Soleyman mourut en héros. On fit périr devant lui ses trois complices. Ceux-ci se mirent à pleurer lâchement devant la mort. Soleyman les railla et leur manifesta son mépris. Enfin son tour vint.
Écoutons le récit d'un témoin oculaire, le capitaine François:
"Le tour de Soleyman est arrivé. Un brasier est allumé devant lui. On lui ordonne d'y placer la main: il obéit et on la tient dans le feu. 


Il supporte la douleur sans proférer une seule plainte, les yeux levés vers le ciel et sans laisser apercevoir sur son visage la moindre altération. Cependant, un accident imprévu lui arrache un cri. Un charbon s'était détaché du brasier et avait roulé jusqu'à son coude. Le Syrien demanda qu'on lui ôte ce surcroît de douleur. Auprès de lui est Batholomo Serra, chef des  mameluks, qui, suivant les mœurs barbares de l'Orient, a obtenu de présider au supplice:
- Quoi! dit-il à Soleyman avec ironie, un homme tel que toi, aussi courageux, craint une légère douleur? Qu'est-elle donc auprès de celle que tu ressens depuis plusieurs minutes?
- Chien d'infidèle, répond Soleyman en regardant son bourreau avec fierté et mépris, sache donc que tu n'es pas digne de m'adresser la parole! fais ton devoir en silence. La douleur dont je me plains n'était pas ordonnée par mes juges!"
On retire ce charbon de son coude, et, lorsque la chair du poignet droit de l'assassin est entièrement consumée, Bartholomo Serra fait les apprêts pour l'empalement.

Quatre heures empalé.

"Le pal, étendu à terre, est d'une hauteur de 8 à 9 pieds; le haut en forme de pain de sucre, de longueur de 12 à 15 pouces, doit être enfoncé profondément jusqu'au cou.
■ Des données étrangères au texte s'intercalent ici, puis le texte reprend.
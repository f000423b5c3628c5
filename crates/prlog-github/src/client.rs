//! GitHub REST client

use std::sync::Arc;
use std::time::Duration;

use async_trait::async_trait;
use chrono::{DateTime, Utc};
use reqwest::{Client, StatusCode};
use serde::Deserialize;
use tokio::sync::Semaphore;
use tokio::task::JoinSet;
use tracing::{debug, info, instrument, warn};

use prlog_core::config::GitHubConfig;
use prlog_core::{PullRequest, RepoId};

use crate::error::{GitHubError, Result};

const USER_AGENT: &str = "prlog";
const ACCEPT: &str = "application/vnd.github+json";
const REQUEST_TIMEOUT: Duration = Duration::from_secs(30);

/// Anything that can look up a merged pull request by number
#[async_trait]
pub trait PullRequestSource: Send + Sync {
    /// Fetch a single merged pull request
    async fn fetch_pull_request(&self, repo: &RepoId, id: u64) -> Result<PullRequest>;
}

#[derive(Debug, Deserialize)]
struct ApiLabel {
    name: String,
}

#[derive(Debug, Deserialize)]
struct ApiPullRequest {
    title: String,
    #[serde(default)]
    body: Option<String>,
    #[serde(default)]
    labels: Vec<ApiLabel>,
    merged_at: Option<DateTime<Utc>>,
}

/// Client for the GitHub pulls endpoint
#[derive(Debug, Clone)]
pub struct GitHubClient {
    client: Client,
    api_url: String,
    token: Option<String>,
}

impl GitHubClient {
    /// Create a client against `api_url`
    pub fn new(api_url: impl Into<String>, token: Option<String>) -> Result<Self> {
        let client = Client::builder()
            .user_agent(USER_AGENT)
            .timeout(REQUEST_TIMEOUT)
            .build()?;

        Ok(Self {
            client,
            api_url: api_url.into().trim_end_matches('/').to_string(),
            token,
        })
    }

    /// Create a client from configuration, reading the token from its env var
    pub fn from_config(config: &GitHubConfig) -> Result<Self> {
        let token = std::env::var(&config.token_env)
            .ok()
            .filter(|t| !t.trim().is_empty());
        if token.is_none() {
            warn!(
                env = %config.token_env,
                "no GitHub token set, requests are unauthenticated"
            );
        }
        Self::new(&config.api_url, token)
    }

    fn pull_request_url(&self, repo: &RepoId, id: u64) -> String {
        format!(
            "{}/repos/{}/{}/pulls/{}",
            self.api_url,
            repo.owner(),
            repo.name(),
            id
        )
    }
}

fn rate_limit_exhausted(response: &reqwest::Response) -> bool {
    response
        .headers()
        .get("x-ratelimit-remaining")
        .and_then(|v| v.to_str().ok())
        .and_then(|v| v.trim().parse::<u64>().ok())
        == Some(0)
}

#[async_trait]
impl PullRequestSource for GitHubClient {
    #[instrument(skip(self, repo), fields(repo = %repo))]
    async fn fetch_pull_request(&self, repo: &RepoId, id: u64) -> Result<PullRequest> {
        let url = self.pull_request_url(repo, id);
        debug!(%url, "fetching pull request");

        let mut request = self.client.get(&url).header("Accept", ACCEPT);
        if let Some(token) = &self.token {
            request = request.bearer_auth(token);
        }

        let response = request.send().await?;
        let status = response.status();

        if status == StatusCode::NOT_FOUND {
            return Err(GitHubError::NotFound {
                repo: repo.path(),
                id,
            });
        }
        if status == StatusCode::TOO_MANY_REQUESTS
            || ((status == StatusCode::FORBIDDEN || status == StatusCode::UNAUTHORIZED)
                && rate_limit_exhausted(&response))
        {
            return Err(GitHubError::RateLimited);
        }
        if !status.is_success() {
            let message = response.text().await.unwrap_or_default();
            return Err(GitHubError::Api {
                status: status.as_u16(),
                message,
            });
        }

        let text = response.text().await?;
        let api: ApiPullRequest = serde_json::from_str(&text)?;

        let merged_at = api.merged_at.ok_or_else(|| GitHubError::NotMerged {
            repo: repo.path(),
            id,
        })?;

        let mut pull_request = PullRequest::new(id, api.title, merged_at)
            .with_labels(api.labels.into_iter().map(|l| l.name));
        if let Some(body) = api.body {
            pull_request = pull_request.with_body(body);
        }
        Ok(pull_request)
    }
}

/// Fetch many pull requests with at most `concurrency` requests in flight.
///
/// Results are returned in the order of `ids`. The first failure aborts the
/// remaining requests.
#[instrument(skip(source, repo, ids), fields(repo = %repo, count = ids.len()))]
pub async fn fetch_pull_requests<S>(
    source: Arc<S>,
    repo: &RepoId,
    ids: &[u64],
    concurrency: usize,
) -> Result<Vec<PullRequest>>
where
    S: PullRequestSource + ?Sized + 'static,
{
    let semaphore = Arc::new(Semaphore::new(concurrency.max(1)));
    let mut join_set = JoinSet::new();

    for (index, &id) in ids.iter().enumerate() {
        let source = Arc::clone(&source);
        let semaphore = Arc::clone(&semaphore);
        let repo = repo.clone();
        join_set.spawn(async move {
            let _permit = semaphore.acquire_owned().await;
            (index, source.fetch_pull_request(&repo, id).await)
        });
    }

    let mut slots: Vec<Option<PullRequest>> = vec![None; ids.len()];
    while let Some(joined) = join_set.join_next().await {
        let (index, result) = joined?;
        slots[index] = Some(result?);
    }

    let pull_requests: Vec<PullRequest> = slots.into_iter().flatten().collect();
    info!(fetched = pull_requests.len(), "fetched pull requests");
    Ok(pull_requests)
}

#[cfg(test)]
mod tests {
    use super::*;
    use std::sync::atomic::{AtomicUsize, Ordering};
    use wiremock::matchers::{header, method, path};
    use wiremock::{Mock, MockServer, ResponseTemplate};

    fn repo() -> RepoId {
        RepoId::new("octocat", "hello-world")
    }

    fn merged_body(title: &str) -> serde_json::Value {
        serde_json::json!({
            "number": 1,
            "title": title,
            "body": "Some description",
            "labels": [{ "name": "bug" }, { "name": "feature" }],
            "merged_at": "2024-03-01T12:00:00Z"
        })
    }

    #[tokio::test]
    async fn test_fetch_pull_request() {
        let server = MockServer::start().await;
        Mock::given(method("GET"))
            .and(path("/repos/octocat/hello-world/pulls/1"))
            .and(header("Accept", ACCEPT))
            .and(header("User-Agent", USER_AGENT))
            .and(header("Authorization", "Bearer secret"))
            .respond_with(ResponseTemplate::new(200).set_body_json(merged_body("Fix crash")))
            .mount(&server)
            .await;

        let client = GitHubClient::new(server.uri(), Some("secret".to_string())).unwrap();
        let pr = client.fetch_pull_request(&repo(), 1).await.unwrap();

        assert_eq!(pr.id, 1);
        assert_eq!(pr.title, "Fix crash");
        assert_eq!(pr.body.as_deref(), Some("Some description"));
        assert_eq!(pr.labels, vec!["bug", "feature"]);
        assert_eq!(pr.merged_at.to_rfc3339(), "2024-03-01T12:00:00+00:00");
    }

    #[tokio::test]
    async fn test_not_found() {
        let server = MockServer::start().await;
        Mock::given(method("GET"))
            .and(path("/repos/octocat/hello-world/pulls/9"))
            .respond_with(ResponseTemplate::new(404))
            .mount(&server)
            .await;

        let client = GitHubClient::new(server.uri(), None).unwrap();
        let err = client.fetch_pull_request(&repo(), 9).await.unwrap_err();
        assert!(matches!(err, GitHubError::NotFound { id: 9, .. }));
    }

    #[tokio::test]
    async fn test_rate_limited_429() {
        let server = MockServer::start().await;
        Mock::given(method("GET"))
            .respond_with(ResponseTemplate::new(429))
            .mount(&server)
            .await;

        let client = GitHubClient::new(server.uri(), None).unwrap();
        let err = client.fetch_pull_request(&repo(), 1).await.unwrap_err();
        assert!(matches!(err, GitHubError::RateLimited));
    }

    #[tokio::test]
    async fn test_rate_limited_forbidden() {
        let server = MockServer::start().await;
        Mock::given(method("GET"))
            .respond_with(ResponseTemplate::new(403).insert_header("X-RateLimit-Remaining", "0"))
            .mount(&server)
            .await;

        let client = GitHubClient::new(server.uri(), None).unwrap();
        let err = client.fetch_pull_request(&repo(), 1).await.unwrap_err();
        assert!(matches!(err, GitHubError::RateLimited));
    }

    #[tokio::test]
    async fn test_forbidden_is_api_error() {
        let server = MockServer::start().await;
        Mock::given(method("GET"))
            .respond_with(ResponseTemplate::new(403).set_body_string("Resource not accessible"))
            .mount(&server)
            .await;

        let client = GitHubClient::new(server.uri(), None).unwrap();
        let err = client.fetch_pull_request(&repo(), 1).await.unwrap_err();
        match err {
            GitHubError::Api { status, message } => {
                assert_eq!(status, 403);
                assert_eq!(message, "Resource not accessible");
            }
            other => panic!("unexpected error: {other:?}"),
        }
    }

    #[tokio::test]
    async fn test_unmerged_rejected() {
        let server = MockServer::start().await;
        Mock::given(method("GET"))
            .respond_with(ResponseTemplate::new(200).set_body_json(serde_json::json!({
                "title": "Open PR",
                "body": null,
                "labels": [],
                "merged_at": null
            })))
            .mount(&server)
            .await;

        let client = GitHubClient::new(server.uri(), None).unwrap();
        let err = client.fetch_pull_request(&repo(), 3).await.unwrap_err();
        assert!(matches!(err, GitHubError::NotMerged { id: 3, .. }));
    }

    #[tokio::test]
    async fn test_malformed_json() {
        let server = MockServer::start().await;
        Mock::given(method("GET"))
            .respond_with(ResponseTemplate::new(200).set_body_string("not json"))
            .mount(&server)
            .await;

        let client = GitHubClient::new(server.uri(), None).unwrap();
        let err = client.fetch_pull_request(&repo(), 1).await.unwrap_err();
        assert!(matches!(err, GitHubError::Json(_)));
    }

    struct SlowSource {
        in_flight: AtomicUsize,
        peak: AtomicUsize,
    }

    #[async_trait]
    impl PullRequestSource for SlowSource {
        async fn fetch_pull_request(&self, _repo: &RepoId, id: u64) -> Result<PullRequest> {
            let now = self.in_flight.fetch_add(1, Ordering::SeqCst) + 1;
            self.peak.fetch_max(now, Ordering::SeqCst);
            // later ids finish first
            tokio::time::sleep(Duration::from_millis(50 / id)).await;
            self.in_flight.fetch_sub(1, Ordering::SeqCst);
            Ok(PullRequest::new(id, format!("PR {id}"), Utc::now()))
        }
    }

    #[tokio::test]
    async fn test_fetch_many_in_input_order() {
        let source = Arc::new(SlowSource {
            in_flight: AtomicUsize::new(0),
            peak: AtomicUsize::new(0),
        });

        let prs = fetch_pull_requests(Arc::clone(&source), &repo(), &[1, 2, 3, 4, 5], 2)
            .await
            .unwrap();

        let ids: Vec<u64> = prs.iter().map(|p| p.id).collect();
        assert_eq!(ids, vec![1, 2, 3, 4, 5]);
        assert!(source.peak.load(Ordering::SeqCst) <= 2);
    }

    #[tokio::test]
    async fn test_fetch_many_propagates_error() {
        let server = MockServer::start().await;
        Mock::given(method("GET"))
            .and(path("/repos/octocat/hello-world/pulls/1"))
            .respond_with(ResponseTemplate::new(200).set_body_json(merged_body("One")))
            .mount(&server)
            .await;
        Mock::given(method("GET"))
            .and(path("/repos/octocat/hello-world/pulls/2"))
            .respond_with(ResponseTemplate::new(404))
            .mount(&server)
            .await;

        let client = Arc::new(GitHubClient::new(server.uri(), None).unwrap());
        let err = fetch_pull_requests(client, &repo(), &[1, 2], 4)
            .await
            .unwrap_err();
        assert!(matches!(err, GitHubError::NotFound { id: 2, .. }));
    }
}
Pendant ces apprêts, Soleyman conserve le plus grand sang-froid, et cependant, son bras est, pour ainsi dire, calciné jusqu'au milieu.
L'exécuteur le couche à terre sur le ventre; et avec un couteau, lui fait une large incision dans le fondement; approchant ensuite le pal de cette ouverture, il l'enfonce dans le corps à grands coups de maillet. Lorsqu'il sent le bois arriver au sternum, il lui lie les bras, l'élève en l'air et fixe le pied du pal dans un trou pratiqué à cet effet.
Pendant cet affreux supplice, le malheureux Syrien ne profère aucune plainte. on devine seulement sur sa figure les efforts qu'il fait pour dissimuler la douleur qu'il endure. lorsqu'il est élevé, il promène ses regards sur les spectateurs et prononce à haute voix, en arabe, la profession de foi des musulmans: Il n'y a point d'autre Dieu que Dieu et Mahomet est son prophète. Il récite quelques versets du Coran et demande à boire. Un soldat, qui est en faction auprès du pal, va le satisfaire, quand Bartholomo Serra l'arrête en lui disant: Gardez-vous-en bien, vous le feriez mourir à l'instant.
Soleyman reste vivant sur le pal pendant quatre heures. Peut-être serait-il resté plus longtemps si, après notre départ et celui de Bartholomo Serra, un autre fonctionnaire n'eût pris sur lui, après les demandes réitérées du patient, de lui présenter un vase au bout de son fusil.
Soleyman expira aussitôt après avoir bu.
A sa mort, quinze plaies se forment sur son corps. Sa tête est un peu penchée sur son épaule gauche. On le laisse sur le pal, à côté duquel reste jour et nuit une sentinelle.
Le squelette de Soleyman était destiné, par le chirurgien en chef Larrey, à être envoyé en France."

                                                                                                                     Marcel Rouff.

Mon dimanche, revue populaire illustrée, 5 juillet 1903.